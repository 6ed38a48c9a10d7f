use anyhow::Result;
use futures_util::StreamExt;
use moka::future::Cache;
use once_cell::sync::Lazy;
use sqlx::MySqlPool;
use std::time::Duration;

use super::code_filter::normalize;

/// true  => employee code is TAKEN
/// false => code is AVAILABLE (usually only taken codes are stored)
pub static CODE_CACHE: Lazy<Cache<String, bool>> = Lazy::new(|| {
    Cache::builder()
        .max_capacity(500_000)
        .time_to_live(Duration::from_secs(86400)) // 24h TTL
        .build()
});

/// Mark a single employee code as taken
pub async fn mark_taken(code: &str) {
    CODE_CACHE.insert(normalize(code), true).await;
}

/// Check if an employee code is taken
pub async fn is_taken(code: &str) -> bool {
    CODE_CACHE.get(&normalize(code)).await.unwrap_or(false)
}

/// Batch mark codes as taken
async fn batch_mark(codes: &[String]) {
    let futures: Vec<_> = codes
        .iter()
        .map(|c| CODE_CACHE.insert(normalize(c), true))
        .collect();

    futures::future::join_all(futures).await;
}

/// Pre-load codes of employees with recent attendance activity (batched)
pub async fn warmup_code_cache(pool: &MySqlPool, days: u32, batch_size: usize) -> Result<()> {
    let mut stream = sqlx::query_as::<_, (String,)>(
        r#"
        SELECT DISTINCT e.employee_code
        FROM employees e
        JOIN attendance_records a ON a.employee_id = e.id
        WHERE a.date >= CURDATE() - INTERVAL ? DAY
        "#,
    )
    .bind(days)
    .fetch(pool);

    let mut batch = Vec::with_capacity(batch_size);
    let mut total_count = 0usize;

    while let Some(row) = stream.next().await {
        let (code,) = row?;
        batch.push(code);
        total_count += 1;

        if batch.len() >= batch_size {
            batch_mark(&batch).await;
            batch.clear();
        }
    }

    if !batch.is_empty() {
        batch_mark(&batch).await;
    }

    log::info!(
        "Employee code cache warmup complete: {} active codes (last {} days)",
        total_count,
        days
    );

    Ok(())
}
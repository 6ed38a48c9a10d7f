use crate::auth::auth::AuthUser;
use crate::domain::error::DomainError;
use crate::model::employee::Employee;
use actix_web::{HttpResponse, Responder, error::ErrorInternalServerError, web};
use chrono::NaiveDateTime;
use serde::{Deserialize, Serialize};
use sqlx::MySqlPool;
use tracing::{debug, error};
use utoipa::{IntoParams, ToSchema};

#[derive(Debug, Deserialize, IntoParams, ToSchema)]
pub struct EmployeeQuery {
    /// Pagination page number (start with 1)
    pub page: Option<u32>,
    /// Items per page
    pub per_page: Option<u32>,
    /// Search by employee code, name or email
    pub search: Option<String>,
}

#[derive(Serialize, sqlx::FromRow, ToSchema)]
pub struct EmployeeSummary {
    #[schema(example = 1)]
    pub id: u64,
    #[schema(example = "EMP-001")]
    pub employee_code: String,
    #[schema(example = "John Doe")]
    pub name: String,
    #[schema(example = "john.doe@company.com")]
    pub email: String,
    #[schema(example = "Device-7f3a", nullable = true)]
    pub device_id: Option<String>,
    pub device_approved: bool,
    #[schema(example = "2026-08-24T09:02:11", value_type = Option<String>)]
    pub last_check_in: Option<NaiveDateTime>,
}

#[derive(Serialize, ToSchema)]
pub struct EmployeeListResponse {
    pub data: Vec<EmployeeSummary>,
    #[schema(example = 1)]
    pub page: u32,
    #[schema(example = 20)]
    pub per_page: u32,
    #[schema(example = 42)]
    pub total: i64,
}

/// Loads an employee row or fails with the domain's NotFound. Shared by the
/// attendance and device handlers.
pub(crate) async fn fetch_employee(
    pool: &MySqlPool,
    employee_id: u64,
) -> actix_web::Result<Employee> {
    let employee = sqlx::query_as::<_, Employee>(
        r#"
        SELECT id, employee_code, name, email, device_id, device_fingerprint, device_approved
        FROM employees
        WHERE id = ?
        "#,
    )
    .bind(employee_id)
    .fetch_optional(pool)
    .await
    .map_err(|e| {
        tracing::error!(error = %e, employee_id, "Failed to fetch employee");
        ErrorInternalServerError("Internal Server Error")
    })?;

    employee.ok_or_else(|| DomainError::NotFound("employee").into())
}

/// Employee listing with device and last check-in summary
#[utoipa::path(
    get,
    path = "/api/v1/employees",
    params(EmployeeQuery),
    responses(
        (status = 200, description = "Paginated employee list", body = EmployeeListResponse),
        (status = 401, description = "Unauthorized"),
        (status = 403, description = "Forbidden")
    ),
    security(
        ("bearer_auth" = [])
    ),
    tag = "Employee"
)]
pub async fn list_employees(
    auth: AuthUser,
    pool: web::Data<MySqlPool>,
    query: web::Query<EmployeeQuery>,
) -> actix_web::Result<impl Responder> {
    auth.require_hr_or_admin()?;

    let page = query.page.unwrap_or(1).max(1);
    let per_page = query.per_page.unwrap_or(20).clamp(1, 100);
    let offset = (page - 1) * per_page;

    let mut where_sql = String::from(" WHERE 1=1");
    let mut like: Option<String> = None;

    if let Some(search) = query.search.as_deref() {
        where_sql.push_str(" AND (e.employee_code LIKE ? OR e.name LIKE ? OR e.email LIKE ?)");
        like = Some(format!("%{}%", search));
    }

    let count_sql = format!("SELECT COUNT(*) FROM employees e{}", where_sql);
    debug!(sql = %count_sql, "Counting employees");

    let mut count_q = sqlx::query_scalar::<_, i64>(&count_sql);
    if let Some(l) = &like {
        count_q = count_q.bind(l).bind(l).bind(l);
    }

    let total = count_q.fetch_one(pool.get_ref()).await.map_err(|e| {
        error!(error = %e, "Failed to count employees");
        ErrorInternalServerError("Database error")
    })?;

    let data_sql = format!(
        r#"
        SELECT e.id, e.employee_code, e.name, e.email, e.device_id, e.device_approved,
               MAX(a.check_in) AS last_check_in
        FROM employees e
        LEFT JOIN attendance_records a ON a.employee_id = e.id
        {}
        GROUP BY e.id, e.employee_code, e.name, e.email, e.device_id, e.device_approved
        ORDER BY e.id
        LIMIT ? OFFSET ?
        "#,
        where_sql
    );
    debug!(sql = %data_sql, page, per_page, "Fetching employees");

    let mut data_q = sqlx::query_as::<_, EmployeeSummary>(&data_sql);
    if let Some(l) = &like {
        data_q = data_q.bind(l).bind(l).bind(l);
    }
    data_q = data_q.bind(per_page as i64).bind(offset as i64);

    let employees = data_q.fetch_all(pool.get_ref()).await.map_err(|e| {
        error!(error = %e, "Failed to fetch employees");
        ErrorInternalServerError("Database error")
    })?;

    Ok(HttpResponse::Ok().json(EmployeeListResponse {
        data: employees,
        page,
        per_page,
        total,
    }))
}

/// Get Employee by ID
#[utoipa::path(
    get,
    path = "/api/v1/employees/{employee_id}",
    params(
        ("employee_id", Path, description = "Employee ID")
    ),
    responses(
        (status = 200, description = "Employee found", body = Employee),
        (status = 401, description = "Unauthorized"),
        (status = 403, description = "Forbidden"),
        (status = 404, description = "Employee not found", body = Object, example = json!({
            "message": "employee not found"
        }))
    ),
    security(
        ("bearer_auth" = [])
    ),
    tag = "Employee"
)]
pub async fn get_employee(
    auth: AuthUser,
    pool: web::Data<MySqlPool>,
    path: web::Path<u64>,
) -> actix_web::Result<impl Responder> {
    auth.require_hr_or_admin()?;

    let employee = fetch_employee(pool.get_ref(), path.into_inner()).await?;
    Ok(HttpResponse::Ok().json(employee))
}
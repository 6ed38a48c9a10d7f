use crate::auth::auth::AuthUser;
use crate::config::Config;
use crate::domain::geofence::Geofence;
use actix_web::{HttpResponse, Responder, web};
use serde::Deserialize;
use sqlx::MySqlPool;
use utoipa::ToSchema;

#[derive(Deserialize, ToSchema)]
pub struct UpdateGeofence {
    #[schema(example = 28.7041)]
    pub latitude: f64,
    #[schema(example = 77.1025)]
    pub longitude: f64,
    #[schema(example = 100.0)]
    pub radius_m: f64,
}

fn internal(e: sqlx::Error) -> actix_web::Error {
    tracing::error!(error = %e, "Geofence query failed");
    actix_web::error::ErrorInternalServerError("Internal Server Error")
}

/// The authoritative fence: latest stored row, or the configured default
/// when nothing has been written yet.
pub(crate) async fn effective_geofence(
    pool: &MySqlPool,
    config: &Config,
) -> Result<Geofence, sqlx::Error> {
    let row = sqlx::query_as::<_, Geofence>(
        "SELECT latitude, longitude, radius_m FROM geofence_config ORDER BY id DESC LIMIT 1",
    )
    .fetch_optional(pool)
    .await?;

    Ok(row.unwrap_or(config.default_geofence))
}

/// Effective geofence configuration
#[utoipa::path(
    get,
    path = "/api/v1/geofence",
    responses(
        (status = 200, description = "Current geofence", body = Geofence),
        (status = 401, description = "Unauthorized"),
        (status = 500, description = "Internal server error")
    ),
    security(
        ("bearer_auth" = [])
    ),
    tag = "Geofence"
)]
pub async fn get_geofence(
    pool: web::Data<MySqlPool>,
    config: web::Data<Config>,
) -> actix_web::Result<impl Responder> {
    let fence = effective_geofence(pool.get_ref(), config.get_ref())
        .await
        .map_err(internal)?;

    Ok(HttpResponse::Ok().json(serde_json::json!({ "config": fence })))
}

/// Update the geofence (Admin)
#[utoipa::path(
    put,
    path = "/api/v1/geofence",
    request_body = UpdateGeofence,
    responses(
        (status = 200, description = "Geofence updated", body = Object, example = json!({
            "message": "Geofence configuration updated successfully"
        })),
        (status = 400, description = "Out-of-range latitude/longitude/radius"),
        (status = 401, description = "Unauthorized"),
        (status = 403, description = "Forbidden"),
        (status = 500, description = "Internal server error")
    ),
    security(
        ("bearer_auth" = [])
    ),
    tag = "Geofence"
)]
pub async fn update_geofence(
    auth: AuthUser,
    pool: web::Data<MySqlPool>,
    payload: web::Json<UpdateGeofence>,
) -> actix_web::Result<impl Responder> {
    auth.require_admin()?;

    let fence = Geofence::validated(payload.latitude, payload.longitude, payload.radius_m)?;

    // Append-only: a new row becomes the latest and therefore authoritative.
    sqlx::query("INSERT INTO geofence_config (latitude, longitude, radius_m) VALUES (?, ?, ?)")
        .bind(fence.latitude)
        .bind(fence.longitude)
        .bind(fence.radius_m)
        .execute(pool.get_ref())
        .await
        .map_err(internal)?;

    tracing::info!(
        latitude = fence.latitude,
        longitude = fence.longitude,
        radius_m = fence.radius_m,
        "Geofence updated"
    );

    Ok(HttpResponse::Ok().json(serde_json::json!({
        "message": "Geofence configuration updated successfully"
    })))
}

**WHAT YOU NEED TO DO:**
Every line above that holds "true" should be tallied; answer with the total alone.

**FINAL ANSWER:**
4